### Action item:
Only one stretch of the records below is wanted: the lines from the one holding "async fn main()" through the one holding "let (events, event_rx)". Return it exactly, both ends included.

Records from a collection
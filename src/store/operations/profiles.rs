use chrono::{DateTime, NaiveDate, Utc};
use serde::{Deserialize, Serialize};

use crate::store::keys;
use crate::store::{Store, StoreError};

#[derive(Debug, Clone, Serialize, Deserialize, PartialEq)]
#[serde(rename_all = "camelCase")]
pub struct LearningProfile {
    pub user_id: String,
    /// Mastered cards per active study day.
    pub learning_velocity: f64,
    pub recommended_daily_load: u32,
    pub retention_rate: f64,
    pub accuracy_rate: f64,
    pub current_streak_days: u32,
    pub longest_streak_days: u32,
    pub last_activity_date: Option<NaiveDate>,
    #[serde(default)]
    pub total_reviews: u64,
    #[serde(default)]
    pub total_quizzes: u64,
    #[serde(default)]
    pub weak_topics: Vec<String>,
    #[serde(default)]
    pub strong_topics: Vec<String>,
    pub created_at: DateTime<Utc>,
    pub updated_at: DateTime<Utc>,
}

impl LearningProfile {
    pub fn new(user_id: &str, daily_load: u32, now: DateTime<Utc>) -> Self {
        Self {
            user_id: user_id.to_string(),
            learning_velocity: 0.0,
            recommended_daily_load: daily_load,
            retention_rate: 0.0,
            accuracy_rate: 0.0,
            current_streak_days: 0,
            longest_streak_days: 0,
            last_activity_date: None,
            total_reviews: 0,
            total_quizzes: 0,
            weak_topics: Vec::new(),
            strong_topics: Vec::new(),
            created_at: now,
            updated_at: now,
        }
    }

    /// Extend, keep or reset the streak for activity on `day`.
    pub fn record_activity(&mut self, day: NaiveDate) {
        match self.last_activity_date {
            Some(last) if last == day => {}
            Some(last) if day.signed_duration_since(last).num_days() == 1 => {
                self.current_streak_days += 1;
            }
            // 乱序到达的旧事件不影响连续天数
            Some(last) if day < last => return,
            _ => self.current_streak_days = 1,
        }
        self.longest_streak_days = self.longest_streak_days.max(self.current_streak_days);
        self.last_activity_date = Some(day);
    }
}

impl Store {
    pub fn get_profile(&self, user_id: &str) -> Result<Option<LearningProfile>, StoreError> {
        let key = keys::profile_key(user_id)?;
        match self.profiles.get(key.as_bytes())? {
            Some(raw) => Ok(Some(Self::deserialize(&raw)?)),
            None => Ok(None),
        }
    }

    /// Lazily create the profile on first access. A concurrent creator wins
    /// and its row is returned.
    pub fn get_or_create_profile(
        &self,
        user_id: &str,
        default_daily_load: u32,
    ) -> Result<LearningProfile, StoreError> {
        if let Some(profile) = self.get_profile(user_id)? {
            return Ok(profile);
        }
        let key = keys::profile_key(user_id)?;
        let profile = LearningProfile::new(user_id, default_daily_load, Utc::now());
        let swapped = self.profiles.compare_and_swap(
            key.as_bytes(),
            None as Option<&[u8]>,
            Some(Self::serialize(&profile)?),
        )?;
        match swapped {
            Ok(()) => Ok(profile),
            Err(cas) => match cas.current {
                Some(existing) => Self::deserialize(&existing),
                None => Err(StoreError::CasRetryExhausted {
                    entity: "profile".to_string(),
                    key,
                    attempts: 1,
                }),
            },
        }
    }

    pub fn put_profile(&self, profile: &LearningProfile) -> Result<(), StoreError> {
        let key = keys::profile_key(&profile.user_id)?;
        self.profiles.insert(key.as_bytes(), Self::serialize(profile)?)?;
        Ok(())
    }
}
pub mod daily_plans;
pub mod documents;
pub mod flashcards;
pub mod goals;
pub mod profiles;
pub mod quiz_attempts;
pub mod recommendations;
pub mod recompute;
pub mod schedules;
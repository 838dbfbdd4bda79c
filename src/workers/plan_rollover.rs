use std::collections::BTreeSet;

use chrono::{DateTime, Utc};

use crate::error::SchedulerError;
use crate::scheduler::SchedulerService;

#[derive(Debug, Clone, Copy, Default, PartialEq, Eq)]
pub struct RolloverStats {
    pub closed: usize,
    pub schedules_refreshed: usize,
}

pub async fn run(service: &SchedulerService) {
    tracing::debug!("plan_rollover: start");
    match rollover(service, Utc::now()).await {
        Ok(stats) => tracing::info!(
            closed = stats.closed,
            schedules_refreshed = stats.schedules_refreshed,
            "plan_rollover: done"
        ),
        Err(e) => tracing::error!(error = %e, "plan_rollover failed"),
    }
}

/// Close every open plan dated before today, then refresh the stats of the
/// schedules those plans belong to.
pub async fn rollover(
    service: &SchedulerService,
    now: DateTime<Utc>,
) -> Result<RolloverStats, SchedulerError> {
    let mut stats = RolloverStats::default();
    let mut touched: BTreeSet<(String, String)> = BTreeSet::new();

    for mut plan in service.store().list_open_plans_before(now.date_naive())? {
        if plan.close(now) {
            service.store().put_daily_plan(&plan)?;
            stats.closed += 1;
            tracing::debug!(
                user_id = %plan.user_id,
                plan_date = %plan.plan_date,
                status = plan.status.as_str(),
                "Closed stale plan"
            );
        }
        if let Some(schedule_id) = plan.schedule_id.take() {
            touched.insert((plan.user_id, schedule_id));
        }
    }

    for (user_id, schedule_id) in service.store().list_active_schedule_owners()? {
        touched.insert((user_id, schedule_id));
    }

    for (user_id, schedule_id) in touched {
        match service.refresh_schedule_stats(&user_id, &schedule_id).await {
            Ok(_) => stats.schedules_refreshed += 1,
            Err(SchedulerError::NotFound { .. }) => {}
            Err(e) => tracing::warn!(user_id, schedule_id, error = %e, "Failed to refresh schedule stats"),
        }
    }
    Ok(stats)
}
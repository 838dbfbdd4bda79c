use std::sync::Arc;

use study_scheduler::config::Config;
use study_scheduler::events::{EventQueue, RecomputeWorker};
use study_scheduler::logging::{init_tracing, LogConfig};
use study_scheduler::policy::SchedulerPolicy;
use study_scheduler::scheduler::SchedulerService;
use study_scheduler::state::AppState;
use study_scheduler::store::Store;
use study_scheduler::workers::WorkerManager;
use tokio::sync::broadcast;

#[tokio::main]
async fn main() {
    dotenvy::dotenv().ok();

    let config = Config::from_env();

    init_tracing(&LogConfig::from(&config)).expect("Failed to initialise tracing");
    tracing::info!("Starting study-scheduler");

    let policy = SchedulerPolicy::from_env(&config.scheduler);
    if let Err(e) = policy.validate() {
        panic!("FATAL: invalid scheduler policy: {e}");
    }

    let store = Arc::new(Store::open(&config.sled_path).expect("Failed to open sled database"));
    store.run_migrations().expect("Failed to run migrations");

    let (shutdown_tx, _) = broadcast::channel::<()>(8);

    let service = Arc::new(SchedulerService::new(store.clone(), policy));
    let (events, event_rx) = EventQueue::new(config.recompute.queue_capacity);

    let state = AppState::new(
        store.clone(),
        service.clone(),
        events,
        &config,
        shutdown_tx.clone(),
    );

    let recompute = Arc::new(RecomputeWorker::new(service.clone(), &config.recompute));
    let recompute_handle = tokio::spawn(recompute.run(event_rx, state.shutdown_rx()));

    let worker_handle = if config.worker.is_leader {
        let worker_manager =
            WorkerManager::new(service.clone(), state.shutdown_rx(), &config.worker);
        Some(tokio::spawn(async move {
            if let Err(e) = worker_manager.start().await {
                tracing::error!(error = %e, "Worker manager failed");
            }
        }))
    } else {
        None
    };

    shutdown_signal(state.shutdown_tx().clone()).await;

    if let Err(e) = recompute_handle.await {
        tracing::error!(error = %e, "Recompute worker panicked");
    }
    if let Some(handle) = worker_handle {
        match handle.await {
            Err(e) => tracing::error!(error = %e, "Worker task panicked"),
            Ok(()) => tracing::info!("Worker manager exited normally"),
        }
    }

    tracing::info!(uptime_secs = state.uptime_secs(), "Flushing store before exit");
    if let Err(e) = store.flush() {
        tracing::error!(error = %e, "Failed to flush store before exit");
    }
    tracing::info!("Shutdown complete");
}

async fn shutdown_signal(shutdown_tx: broadcast::Sender<()>) {
    #[cfg(unix)]
    {
        let mut sigterm = tokio::signal::unix::signal(tokio::signal::unix::SignalKind::terminate())
            .expect("failed to install SIGTERM handler");
        tokio::select! {
            _ = tokio::signal::ctrl_c() => {},
            _ = sigterm.recv() => {},
        }
    }

    #[cfg(not(unix))]
    {
        let _ = tokio::signal::ctrl_c().await;
    }

    tracing::info!("Shutdown signal received");
    let _ = shutdown_tx.send(());
}
use chrono::{DateTime, Utc};

use crate::error::SchedulerError;
use crate::scheduler::SchedulerService;

#[derive(Debug, Clone, Copy, Default, PartialEq, Eq)]
pub struct GenerationStats {
    pub generated: usize,
    pub already_planned: usize,
    pub rest_days: usize,
    pub failed: usize,
}

pub async fn run(service: &SchedulerService) {
    tracing::debug!("daily_plan_generation: start");
    match generate_for_day(service, Utc::now()).await {
        Ok(stats) => tracing::info!(
            generated = stats.generated,
            already_planned = stats.already_planned,
            rest_days = stats.rest_days,
            failed = stats.failed,
            "daily_plan_generation: done"
        ),
        Err(e) => tracing::error!(error = %e, "daily_plan_generation failed"),
    }
}

/// Generate today's plan for every user whose active schedule covers the
/// day. Users that already have a plan are left alone.
pub async fn generate_for_day(
    service: &SchedulerService,
    now: DateTime<Utc>,
) -> Result<GenerationStats, SchedulerError> {
    let today = now.date_naive();
    let mut stats = GenerationStats::default();

    for (user_id, schedule_id) in service.store().list_active_schedule_owners()? {
        let schedule = match service.store().get_schedule(&user_id, &schedule_id) {
            Ok(Some(s)) if s.is_active => s,
            Ok(_) => continue,
            Err(e) => {
                tracing::warn!(user_id, schedule_id, error = %e, "Failed to load active schedule");
                stats.failed += 1;
                continue;
            }
        };
        if !schedule.schedule_type.covers(today) {
            stats.rest_days += 1;
            continue;
        }
        if service.store().get_daily_plan(&user_id, today)?.is_some() {
            stats.already_planned += 1;
            continue;
        }

        match service.generate_plan_at(&user_id, today, now).await {
            Ok(_) => stats.generated += 1,
            // 并发请求已抢先生成
            Err(SchedulerError::Conflict(_)) => stats.already_planned += 1,
            Err(e) => {
                tracing::warn!(user_id, error = %e, "Failed to generate daily plan");
                stats.failed += 1;
            }
        }
    }
    Ok(stats)
}
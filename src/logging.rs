use thiserror::Error;
use tracing_appender::rolling::{InitError, RollingFileAppender, Rotation};
use tracing_subscriber::{fmt, layer::SubscriberExt, util::SubscriberInitExt, EnvFilter, Registry};

use crate::config::Config;

#[derive(Debug, Clone)]
pub struct LogConfig {
    pub log_level: String,
    pub enable_file_logs: bool,
    pub log_dir: String,
}

impl Default for LogConfig {
    fn default() -> Self {
        Self {
            log_level: "info".to_string(),
            enable_file_logs: false,
            log_dir: "./logs".to_string(),
        }
    }
}

impl From<&Config> for LogConfig {
    fn from(config: &Config) -> Self {
        Self {
            log_level: config.log_level.clone(),
            enable_file_logs: config.enable_file_logs,
            log_dir: config.log_dir.clone(),
        }
    }
}

#[derive(Debug, Error)]
pub enum LoggingError {
    #[error("cannot open log directory {dir}: {source}")]
    Appender {
        dir: String,
        #[source]
        source: InitError,
    },
}

fn file_appender(dir: &str) -> Result<RollingFileAppender, LoggingError> {
    RollingFileAppender::builder()
        .rotation(Rotation::DAILY)
        .filename_prefix("study-scheduler")
        .filename_suffix("log")
        .max_log_files(30)
        .build(dir)
        .map_err(|source| LoggingError::Appender {
            dir: dir.to_string(),
            source,
        })
}

/// Stdout always; daily-rotated JSON files when enabled.
///
/// Calling it again once a global subscriber exists leaves that subscriber
/// in place.
pub fn init_tracing(config: &LogConfig) -> Result<(), LoggingError> {
    let env_filter =
        EnvFilter::try_from_default_env().unwrap_or_else(|_| EnvFilter::new(&config.log_level));

    let file_layer = if config.enable_file_logs {
        let writer = file_appender(&config.log_dir)?;
        Some(fmt::layer().with_writer(writer).with_ansi(false).json())
    } else {
        None
    };

    let subscriber = Registry::default()
        .with(env_filter)
        .with(fmt::layer().with_target(true).with_thread_ids(false))
        .with(file_layer);

    if subscriber.try_init().is_err() {
        tracing::debug!("Global tracing subscriber already installed");
    }
    Ok(())
}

### Task result:
async fn main() {
    dotenvy::dotenv().ok();

    let config = Config::from_env();

    init_tracing(&LogConfig::from(&config)).expect("Failed to initialise tracing");
    tracing::info!("Starting study-scheduler");

    let policy = SchedulerPolicy::from_env(&config.scheduler);
    if let Err(e) = policy.validate() {
        panic!("FATAL: invalid scheduler policy: {e}");
    }

    let store = Arc::new(Store::open(&config.sled_path).expect("Failed to open sled database"));
    store.run_migrations().expect("Failed to run migrations");

    let (shutdown_tx, _) = broadcast::channel::<()>(8);

    let service = Arc::new(SchedulerService::new(store.clone(), policy));
    let (events, event_rx) = EventQueue::new(config.recompute.queue_capacity);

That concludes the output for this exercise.